[Collected data entries]
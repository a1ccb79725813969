//! Environment-driven configuration.

mod env;

pub use env::{
    BASE_URL_VAR, ConfigError, REPORT_JSON_VAR, Settings, TIMEOUT_MS_VAR, load_settings,
    load_settings_from,
};
//! Scenario and run reports.
//!
//! A scenario is one independently reported test case. A run is the ordered
//! sequence of scenarios executed against one API host.

use chrono::{DateTime, Utc};
use serde::{Deserialize, Serialize};
use uuid::Uuid;

use crate::testing::TestResults;

/// Final verdict of a scenario.
#[derive(Debug, Clone, Copy, PartialEq, Eq, Serialize, Deserialize)]
#[serde(rename_all = "lowercase")]
pub enum ScenarioOutcome {
    /// Every assertion held.
    Passed,
    /// An assertion failed, the request failed, or a prerequisite was missing.
    Failed,
}

/// Report for one scenario.
#[derive(Debug, Clone, Serialize, Deserialize, PartialEq)]
pub struct ScenarioReport {
    /// Scenario name.
    pub name: String,
    /// Verdict.
    pub outcome: ScenarioOutcome,
    /// Assertion results; empty when no response was received.
    pub results: TestResults,
    /// Transport or prerequisite error, if the scenario could not be evaluated.
    #[serde(default, skip_serializing_if = "Option::is_none")]
    pub error: Option<String>,
    /// Wall-clock time spent in the scenario.
    pub duration_ms: u64,
}

impl ScenarioReport {
    /// Builds a report from evaluated assertions.
    #[must_use]
    pub fn evaluated(name: impl Into<String>, results: TestResults, duration_ms: u64) -> Self {
        let outcome = if results.all_passed() {
            ScenarioOutcome::Passed
        } else {
            ScenarioOutcome::Failed
        };
        Self {
            name: name.into(),
            outcome,
            results,
            error: None,
            duration_ms,
        }
    }

    /// Builds a failed report for a scenario that could not be evaluated.
    #[must_use]
    pub fn errored(name: impl Into<String>, error: impl Into<String>, duration_ms: u64) -> Self {
        let name = name.into();
        Self {
            results: TestResults::empty(name.clone()),
            name,
            outcome: ScenarioOutcome::Failed,
            error: Some(error.into()),
            duration_ms,
        }
    }

    /// Marks an evaluated scenario as failed with an additional error.
    #[must_use]
    pub fn with_error(mut self, error: impl Into<String>) -> Self {
        self.outcome = ScenarioOutcome::Failed;
        self.error = Some(error.into());
        self
    }

    /// Returns true if the scenario passed.
    #[must_use]
    pub fn passed(&self) -> bool {
        self.outcome == ScenarioOutcome::Passed
    }
}

/// Report for a full run.
#[derive(Debug, Clone, Serialize, Deserialize, PartialEq)]
pub struct RunReport {
    /// Unique run identifier.
    pub run_id: Uuid,
    /// When the run started.
    pub started_at: DateTime<Utc>,
    /// Scenario reports in execution order.
    pub scenarios: Vec<ScenarioReport>,
}

impl RunReport {
    /// Creates an empty report starting at `started_at`.
    #[must_use]
    pub fn new(started_at: DateTime<Utc>) -> Self {
        Self {
            run_id: Uuid::now_v7(),
            started_at,
            scenarios: Vec::new(),
        }
    }

    /// Appends a scenario report.
    pub fn push(&mut self, scenario: ScenarioReport) {
        self.scenarios.push(scenario);
    }

    /// Number of passed scenarios.
    #[must_use]
    pub fn passed(&self) -> usize {
        self.scenarios.iter().filter(|s| s.passed()).count()
    }

    /// Number of failed scenarios.
    #[must_use]
    pub fn failed(&self) -> usize {
        self.scenarios.len() - self.passed()
    }

    /// True if at least one scenario ran and none failed.
    #[must_use]
    pub fn all_passed(&self) -> bool {
        !self.scenarios.is_empty() && self.failed() == 0
    }

    /// Looks up a scenario by name.
    #[must_use]
    pub fn scenario(&self, name: &str) -> Option<&ScenarioReport> {
        self.scenarios.iter().find(|s| s.name == name)
    }
}
//! Port definitions (interfaces)
//!
//! Ports define the boundaries between the application core and external systems.
//! Each port is a trait that can be implemented by adapters in the infrastructure layer.

mod http_client;

pub use http_client::{HttpClient, HttpClientError};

* THE TASK:
How many lines of the entries hold the word "that"? Respond with the number alone.

* EXERCISE RESPONSE:
2